To find the Win Expectancy of any game state, look in the Toolshed section of The Book or visit Christopher Shea’s Win Expectancy Finder online. For a great article on WPA, read Studes’ “The One About Win Probability.”
When I described WPA to a friend of mine—one on neither side of the analysis war—he responded with: “Yeah, but they’re human. Certain numbers like that cannot track true effort.”  While I disagree that a number cannot accurately track effort I do feel the current WPA could potentially improve to track even more effort; or properly divvy up the effort to take into account these more human qualities. His comment made me wonder what would happen were we to combine our intuitive scouting as fans with a statistic like WPA; as in, would the results be so different than what we currently have?
If those in opposition to numbers really feel that human aspects of the game make such a drastic difference that an anarchic overthrow of WPA would be necessary then it seems to be a good idea to test that theory out. In conducting a study like this we would basically be measuring certain game aspects previously determined to be immeasurable with a stringent set of criterion.
Logistics
TangoTiger helped me harness this idea when it was discovered I was preparing to write an article he had previously written.  He informed me that his thoughts echoed those of my friend—the numbers might be improved upon combining percentages with intuitive scouting. The visual WPA would work much like the current statistic only there would be certain plays or situations with which we could apply our opinion of effort or contribution.
In May 2007, the Phillies were playing the Marlins and Rod Barajas made an absolutely boneheaded play. Hanley Ramirez was rounding third base and Pat Burrell’s throw creamed Ramirez in a race; by the time Barajas had the ball Ramirez was still one-fourth of the way from home plate. Despite this, Barajas, for whatever reason, did not block the plate or attempt a tag until Ramirez slid. Ramirez ended up being safe. In terms of WPA pitcher Brett Myers was debited the full amount but Barajas clearly deserves some of the blame. This is an example of a situation that only watching the game would be able to determine those deserving of credit or debit.
Though the Barajas situation falls into the category of separating fielders from pitchers in the contribution department, there are also the ever so frequent non-error errors. We’ve all seen these plays wherein a fielder should be able to get to a ball but it gets through infield or drops in the outfield. Errors are not charged in these specific plays however we know they should have been made. Why should the pitcher be fully debited for allowing a single when we intuitively understand that the play should have been made?
Other examples where a Visual WPA would benefit us are:

1. Runner on first legging it out to third on a single, or scoring on a double when we intuitively feel he has no shot.
2. Pitcher with a slow wind-up should be debited on an SB, not a catcher, whereas someone like Roy Oswalt (fast windup) would have more of an effect on a runner stealing.
3. Separating a bad judgment or decision by a 3B Coach from the runner thrown out at a base he perhaps had no legit shot at reaching.
4. We’ve all seen examples of Harry Kalas’s famous line: “Right down the middle for a ball.” If a pitcher strikes a better out but the ump fails to call the strike we should debit the umpire a bit because he incorrectly lengthened the inning.

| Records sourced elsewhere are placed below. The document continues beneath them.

//! Request gateway: every remote call goes through here.
//!
//! The gateway owns the [`Session`] (bearer + refresh token), attaches the
//! access token to authenticated calls, and recovers from a 401 with at most
//! one refresh followed by at most one retry. Every call returns a
//! [`GatewayResult`]; nothing escapes as a panic or raw transport error.

mod client;
mod endpoints;
mod session;

pub use client::{ApiRequest, ApiResponse, GatewayConfig, RequestGateway, MAX_REFRESH_ATTEMPTS};
pub use endpoints::{RecordingKind, LOGIN_PATH, LOGOUT_PATH, REFRESH_PATH};
pub(crate) use endpoints::{artifact_ref_from, recording_id_from};
pub use session::{Session, SessionStatus};

use crate::error::GatewayError;

/// Result of one logical remote call.
pub type GatewayResult<T> = Result<T, GatewayError>;
use clap::Subcommand;
use c2station_core::Config;

#[derive(Subcommand)]
pub enum ConfigAction {
    /// Get a config value
    Get {
        /// Config key (e.g. "api.base_url", "schedule.tick_interval_secs")
        key: String,
    },
    /// Set a config value
    Set {
        /// Config key
        key: String,
        /// New value
        value: String,
    },
    /// Show the whole configuration
    Show,
    /// Print the config file location
    Path,
    /// Reset config to defaults
    Reset,
}

pub fn run(action: ConfigAction) -> Result<(), Box<dyn std::error::Error>> {
    match action {
        ConfigAction::Get { key } => {
            let config = Config::load()?;
            let value = config
                .get(&key)
                .ok_or_else(|| format!("unknown config key: {key}"))?;
            println!("{value}");
        }
        ConfigAction::Set { key, value } => {
            let mut config = Config::load()?;
            config.set(&key, &value)?;
            println!("ok");
        }
        ConfigAction::Show => {
            let config = Config::load()?;
            let json = serde_json::to_string_pretty(&config)?;
            println!("{json}");
        }
        ConfigAction::Path => {
            println!("{}", Config::path()?.display());
        }
        ConfigAction::Reset => {
            let config = Config::default();
            config.save()?;
            println!("config reset to defaults");
        }
    }
    Ok(())
}
use chrono::Utc;
use clap::Subcommand;
use c2station_core::{data_dir, Config, ConsoleLock, DeviceSeed, DeviceStore, PresenceTracker};

use super::ApiArgs;

#[derive(Subcommand)]
pub enum DevicesAction {
    /// List devices with their presence
    List {
        /// Output as JSON
        #[arg(long)]
        json: bool,
    },
    /// Add a device to the local registry
    Add {
        id: String,
        #[arg(long)]
        name: Option<String>,
    },
    /// Presence of one device, as JSON
    Show { id: String },
    /// Drop a device from the local registry
    Remove { id: String },
    /// Fetch the device list from the console API and merge it locally
    Sync {
        #[command(flatten)]
        api: ApiArgs,
    },
    /// Last known position of a device, or its recent track with --history
    Location {
        id: String,
        /// Number of recent samples to fetch instead of the last known one
        #[arg(long, value_name = "N")]
        history: Option<u32>,
        #[command(flatten)]
        api: ApiArgs,
    },
}

pub fn run(action: DevicesAction) -> Result<(), Box<dyn std::error::Error>> {
    if matches!(
        action,
        DevicesAction::Add { .. } | DevicesAction::Remove { .. } | DevicesAction::Sync { .. }
    ) {
        ConsoleLock::ensure_free(&data_dir()?)?;
    }
    let config = Config::load()?;
    let store = DeviceStore::open_default()?;

    match action {
        DevicesAction::List { json } => {
            let mut tracker = PresenceTracker::new(config.liveness_window());
            tracker.initialize(store.load()?, Utc::now());

            if json {
                println!("{}", serde_json::to_string_pretty(&tracker.views())?);
            } else if tracker.is_empty() {
                println!("no devices");
            } else {
                for device in tracker.snapshot() {
                    let last = device
                        .last_signal
                        .at()
                        .map(|ts| ts.format("%Y-%m-%d %H:%M:%S").to_string())
                        .unwrap_or_else(|| "never".into());
                    println!(
                        "{:<24} {:<8} last signal {}  {}",
                        device.id,
                        device.presence_state,
                        last,
                        device.name.as_deref().unwrap_or("")
                    );
                }
            }
        }
        DevicesAction::Add { id, name } => {
            let id = id.trim().to_string();
            if id.is_empty() {
                return Err("device id must not be empty".into());
            }
            let mut seeds = store.load()?;
            match seeds.iter_mut().find(|s| s.id == id) {
                Some(existing) => {
                    if name.is_some() {
                        existing.name = name;
                    }
                }
                None => seeds.push(DeviceSeed { name, ..DeviceSeed::new(&id) }),
            }
            store.save(&seeds)?;
            println!("device {id} registered");
        }
        DevicesAction::Show { id } => {
            let mut tracker = PresenceTracker::new(config.liveness_window());
            tracker.initialize(store.load()?, Utc::now());
            let view = tracker
                .presence_view(id.trim())
                .ok_or_else(|| format!("unknown device '{id}'"))?;
            println!("{}", serde_json::to_string_pretty(&view)?);
        }
        DevicesAction::Remove { id } => {
            let mut tracker = PresenceTracker::new(config.liveness_window());
            tracker.initialize(store.load()?, Utc::now());
            if !tracker.forget(id.trim()) {
                return Err(format!("unknown device '{id}'").into());
            }
            store.save(&tracker.seeds())?;
            println!("device {id} removed");
        }
        DevicesAction::Location { id, history, api } => {
            let rt = super::runtime()?;
            let located = rt.block_on(async {
                let gateway = super::connect(&config, &api).await?;
                let located = match history {
                    Some(limit) => gateway
                        .location_history(&id, limit)
                        .await
                        .map(serde_json::Value::Array),
                    None => gateway.last_known_location(&id).await.map(|r| r.data),
                };
                let _ = gateway.logout().await;
                Ok::<_, Box<dyn std::error::Error>>(located?)
            })?;
            println!("{}", serde_json::to_string_pretty(&located)?);
        }
        DevicesAction::Sync { api } => {
            let rt = super::runtime()?;
            let remote = rt.block_on(async {
                let gateway = super::connect(&config, &api).await?;
                let records = gateway.list_devices().await?;
                let _ = gateway.logout().await;
                Ok::<_, Box<dyn std::error::Error>>(records)
            })?;

            let mut seeds = store.load()?;
            let (mut added, mut updated) = (0, 0);
            for seed in remote.iter().filter_map(DeviceSeed::from_remote) {
                match seeds.iter_mut().find(|s| s.id == seed.id) {
                    Some(existing) => {
                        existing.merge(seed);
                        updated += 1;
                    }
                    None => {
                        seeds.push(seed);
                        added += 1;
                    }
                }
            }
            store.save(&seeds)?;
            println!("synced {} devices ({added} new, {updated} updated)", added + updated);
        }
    }
    Ok(())
}
//! Scheduled recordings: lifecycle records and the tick-driven engine.

mod engine;
mod operation;

pub use engine::{EngineOutput, RemoteCommand, ScheduleEngine, ScheduleRequest};
pub use operation::{
    CallState, OpType, OperationStatus, OperationTransitionError, RemoteAction, RemoteFailure,
    RemoteState, ScheduledOperation,
};
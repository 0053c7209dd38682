//! HTTP execution with bearer auth and bounded refresh-and-retry.

use std::sync::RwLock;
use std::time::Duration;

use reqwest::{Client, Method, StatusCode};
use serde::{Deserialize, Serialize};
use serde_json::{json, Value};
use tracing::{debug, info, warn};
use uuid::Uuid;

use super::endpoints::REFRESH_PATH;
use super::session::{Session, SessionStatus};
use super::GatewayResult;
use crate::error::{ConfigError, GatewayError};

/// A 401 is answered with at most this many refresh-then-retry rounds.
pub const MAX_REFRESH_ATTEMPTS: u8 = 1;

const DEFAULT_TIMEOUT: Duration = Duration::from_secs(30);

/// Connection settings for [`RequestGateway`].
#[derive(Debug, Clone)]
pub struct GatewayConfig {
    pub base_url: String,
    pub request_timeout: Duration,
    /// Share one refresh between concurrent callers that hit 401 together.
    pub single_flight_refresh: bool,
}

impl GatewayConfig {
    pub fn new(base_url: impl Into<String>) -> Self {
        Self {
            base_url: base_url.into(),
            request_timeout: DEFAULT_TIMEOUT,
            single_flight_refresh: true,
        }
    }
}

/// One logical remote call.
#[derive(Debug, Clone)]
pub struct ApiRequest {
    pub method: Method,
    pub endpoint: String,
    pub body: Option<Value>,
    pub auth_required: bool,
}

impl ApiRequest {
    pub fn new(method: Method, endpoint: impl Into<String>) -> Self {
        Self {
            method,
            endpoint: endpoint.into(),
            body: None,
            auth_required: true,
        }
    }

    pub fn get(endpoint: impl Into<String>) -> Self {
        Self::new(Method::GET, endpoint)
    }

    pub fn post(endpoint: impl Into<String>) -> Self {
        Self::new(Method::POST, endpoint)
    }

    pub fn delete(endpoint: impl Into<String>) -> Self {
        Self::new(Method::DELETE, endpoint)
    }

    pub fn with_body(mut self, body: Value) -> Self {
        self.body = Some(body);
        self
    }

    /// Mark the call as not needing a bearer token.
    pub fn public(mut self) -> Self {
        self.auth_required = false;
        self
    }
}

/// Parsed payload of a successful call.
#[derive(Debug, Clone, PartialEq, Serialize)]
pub struct ApiResponse {
    pub success: bool,
    pub status: u16,
    pub data: Value,
}

impl ApiResponse {
    fn ok(status: u16, data: Value) -> Self {
        Self {
            success: true,
            status,
            data,
        }
    }
}

#[derive(Debug, Deserialize)]
#[serde(rename_all = "camelCase")]
pub(crate) struct TokenPair {
    pub token: String,
    #[serde(default)]
    pub refresh_token: Option<String>,
}

/// Executes remote calls on behalf of the whole process.
///
/// Cloning is not supported; share it behind an `Arc`.
pub struct RequestGateway {
    http: Client,
    base_url: String,
    single_flight_refresh: bool,
    session: RwLock<Session>,
    refresh_lock: tokio::sync::Mutex<()>,
}

impl RequestGateway {
    /// Build a gateway for `config.base_url`.
    ///
    /// # Errors
    ///
    /// Returns an error if the base URL does not parse or the HTTP client
    /// cannot be constructed.
    pub fn new(config: GatewayConfig) -> Result<Self, ConfigError> {
        url::Url::parse(&config.base_url).map_err(|e| ConfigError::InvalidValue {
            key: "api.base_url".into(),
            message: e.to_string(),
        })?;

        let http = Client::builder()
            .timeout(config.request_timeout)
            .build()
            .map_err(|e| ConfigError::InvalidValue {
                key: "api.request_timeout_secs".into(),
                message: e.to_string(),
            })?;

        Ok(Self {
            http,
            base_url: config.base_url.trim_end_matches('/').to_string(),
            single_flight_refresh: config.single_flight_refresh,
            session: RwLock::new(Session::default()),
            refresh_lock: tokio::sync::Mutex::new(()),
        })
    }

    pub fn base_url(&self) -> &str {
        &self.base_url
    }

    // ── Session ──────────────────────────────────────────────────────

    pub fn session_status(&self) -> SessionStatus {
        self.read_session().status()
    }

    pub fn is_authenticated(&self) -> bool {
        self.read_session().access_token().is_some()
    }

    /// Install a token pair obtained out of band (or by [`Self::login`]).
    pub fn set_session(&self, session: Session) {
        *self.write_session() = session;
    }

    pub fn clear_session(&self) {
        self.write_session().clear();
    }

    fn access_token(&self) -> Option<String> {
        self.read_session().access_token().map(String::from)
    }

    fn read_session(&self) -> std::sync::RwLockReadGuard<'_, Session> {
        self.session.read().unwrap_or_else(|poisoned| poisoned.into_inner())
    }

    fn write_session(&self) -> std::sync::RwLockWriteGuard<'_, Session> {
        self.session.write().unwrap_or_else(|poisoned| poisoned.into_inner())
    }

    // ── Execution ────────────────────────────────────────────────────

    /// Perform one logical call.
    ///
    /// A 401 on an authenticated call triggers one refresh and one retry;
    /// anything still unauthorized after that is `AuthExpired` and the
    /// session is cleared.
    pub async fn execute(&self, request: &ApiRequest) -> GatewayResult<ApiResponse> {
        let response = self.send_with_recovery(request).await?;
        classify(response).await
    }

    /// Same auth and retry rules as [`Self::execute`], but a 2xx body is
    /// returned as raw bytes instead of being parsed as JSON.
    pub async fn fetch_bytes(&self, request: &ApiRequest) -> GatewayResult<Vec<u8>> {
        let response = self.send_with_recovery(request).await?;
        let status = response.status();
        if !status.is_success() {
            let text = response.text().await.map_err(GatewayError::from)?;
            return Err(error_for(status, &text));
        }
        let body = response.bytes().await.map_err(GatewayError::from)?;
        Ok(body.to_vec())
    }

    async fn send_with_recovery(&self, request: &ApiRequest) -> GatewayResult<reqwest::Response> {
        let request_id = short_request_id();
        let mut refreshes: u8 = 0;

        loop {
            let token = if request.auth_required {
                match self.access_token() {
                    Some(token) => Some(token),
                    None => {
                        debug!(%request_id, endpoint = %request.endpoint, "no session, failing fast");
                        return Err(GatewayError::AuthExpired);
                    }
                }
            } else {
                None
            };

            let response = self.send(request, token.as_deref(), &request_id).await?;

            if response.status() == StatusCode::UNAUTHORIZED && request.auth_required {
                if refreshes >= MAX_REFRESH_ATTEMPTS {
                    warn!(%request_id, endpoint = %request.endpoint, "still unauthorized after refresh");
                    self.clear_session();
                    return Err(GatewayError::AuthExpired);
                }
                refreshes += 1;

                warn!(%request_id, endpoint = %request.endpoint, "401 received, refreshing session");
                if let Err(e) = self.recover_session(token.as_deref()).await {
                    warn!(%request_id, error = %e, "session refresh failed, clearing session");
                    self.clear_session();
                    return Err(GatewayError::AuthExpired);
                }
                continue;
            }

            return Ok(response);
        }
    }

    async fn send(
        &self,
        request: &ApiRequest,
        token: Option<&str>,
        request_id: &str,
    ) -> GatewayResult<reqwest::Response> {
        let url = format!("{}{}", self.base_url, request.endpoint);
        debug!(
            %request_id,
            method = %request.method,
            %url,
            has_token = token.is_some(),
            "sending request"
        );

        let mut builder = self
            .http
            .request(request.method.clone(), &url)
            .header("ngrok-skip-browser-warning", "true");
        if let Some(token) = token {
            builder = builder.bearer_auth(token);
        }
        if let Some(body) = &request.body {
            builder = builder.json(body);
        }

        let response = builder.send().await.map_err(|e| {
            warn!(%request_id, %url, error = %e, "transport failure");
            GatewayError::from(e)
        })?;
        debug!(%request_id, status = response.status().as_u16(), "response received");
        Ok(response)
    }

    /// Get a usable access token after `stale` was rejected.
    async fn recover_session(&self, stale: Option<&str>) -> GatewayResult<()> {
        if !self.single_flight_refresh {
            return self.refresh().await;
        }

        let _guard = self.refresh_lock.lock().await;
        // Another caller refreshed while we waited for the lock.
        if let Some(current) = self.access_token() {
            if Some(current.as_str()) != stale {
                debug!("session already refreshed by a concurrent call");
                return Ok(());
            }
        }
        self.refresh().await
    }

    /// Exchange the refresh token for a new pair. Never itself refreshed.
    async fn refresh(&self) -> GatewayResult<()> {
        let refresh_token = self
            .read_session()
            .refresh_token()
            .map(String::from)
            .ok_or(GatewayError::AuthExpired)?;

        let request = ApiRequest::post(REFRESH_PATH)
            .public()
            .with_body(json!({ "refreshToken": refresh_token }));
        let request_id = short_request_id();
        let response = self.send(&request, None, &request_id).await?;
        let payload = classify(response).await?;

        let pair = parse_token_pair(&payload.data)?;
        self.write_session().replace(pair.token, pair.refresh_token);
        info!("session refreshed");
        Ok(())
    }
}

/// Pull `{token, refreshToken?}` out of an auth payload.
///
/// Some deployments wrap it in a `data` envelope.
pub(crate) fn parse_token_pair(data: &Value) -> GatewayResult<TokenPair> {
    let candidate = if data.get("token").is_some() {
        data
    } else {
        data.get("data").unwrap_or(data)
    };
    serde_json::from_value::<TokenPair>(candidate.clone()).map_err(|_| {
        GatewayError::ServerError {
            status: 200,
            detail: "auth response did not contain a token".into(),
        }
    })
}

async fn classify(response: reqwest::Response) -> GatewayResult<ApiResponse> {
    let status = response.status();
    let text = response.text().await.map_err(GatewayError::from)?;

    if status.is_success() {
        if text.trim().is_empty() {
            return Ok(ApiResponse::ok(status.as_u16(), Value::Null));
        }
        return serde_json::from_str(&text)
            .map(|data| ApiResponse::ok(status.as_u16(), data))
            .map_err(|e| GatewayError::ServerError {
                status: status.as_u16(),
                detail: format!("malformed response body: {e}"),
            });
    }

    Err(error_for(status, &text))
}

/// Classify a non-2xx response.
fn error_for(status: StatusCode, body: &str) -> GatewayError {
    let detail = error_detail(status, body);
    if status.is_client_error() {
        GatewayError::BadRequest {
            status: status.as_u16(),
            detail,
        }
    } else {
        GatewayError::ServerError {
            status: status.as_u16(),
            detail,
        }
    }
}

/// Prefer the server's own message over the raw body.
fn error_detail(status: StatusCode, body: &str) -> String {
    if let Ok(json) = serde_json::from_str::<Value>(body) {
        for key in ["message", "detail", "error"] {
            if let Some(msg) = json.get(key).and_then(Value::as_str) {
                return msg.to_string();
            }
        }
    }
    let trimmed = body.trim();
    if trimmed.is_empty() {
        status.canonical_reason().unwrap_or("no detail").to_string()
    } else {
        trimmed.to_string()
    }
}

fn short_request_id() -> String {
    Uuid::new_v4().simple().to_string()[..8].to_string()
}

And these are just a few of the examples of situations that would benefit from intuitive scouting.
Separating the contributions between batter/runner and fielder/pitcher has been studied before but I am proposing a use of our own intuition as fans in order to make these separations instead of a concrete set of numbers or measurable criteria. For instance, a runner legging it out to third on a single when we normally think he would have to stop at second base would be left to our intuition. We would be using our knowledge of the runner, the position of the outfielder, the throwing arm of the outfielder, and the importance of the situation in order to make our judgment.
If David Ortiz legs it out to third base in the first inning of a 0-0 game we may be inclined to split the WPA between he and the hitter by giving Ortiz 1/3 of the increase and the hitter 2/3. If the same situation occurs in the bottom of the 9th in a game in which the Red Sox trail 2-1 we may be much more inclined to give Ortiz 2/3 and the hitter 1/3. This allows us to separate contributions based on how we feel and our own scouting abilities. Essentially it lets us determine if scouting and the more human/gutsy/Eckstein-esque plays really effect or make much of a difference on what the statistics tell us.
Opinions vs. Measures
One of the big gripes here is that an opinion of mine with regards to a runner legging out an extra base may be completely different than someone else. This, however, is the beauty of baseball and how scouting works; scouts will differ in opinions on the same player. Though statistics are generally immobile scouting and intuition can shift. It is scary when presenting a potential concept like this—one that includes a combination of fact and opinion—but the idea is to see if we will truly produce different results; or at least results different enough to show that the immeasurable human aspects of the game really do make certain numbers less useful.
Conclusion: A Call to Arms
I am going to test this out with a three-game series in order to compare the differences and if anybody would like to help, by conducting their own three-game test, please e-mail me. If we can get a bunch of series logged, and if we see there are potentially big differences, there may be good reason to try this out over an extended period of time.  Ultimately, if the results are deemed significantly different than we can say that these game aspects only evident by watching a game truly make a difference.  At the very least we will be garnering a more accurate version of an already accurate statistic.  I will post my initial results of the three-game series next week.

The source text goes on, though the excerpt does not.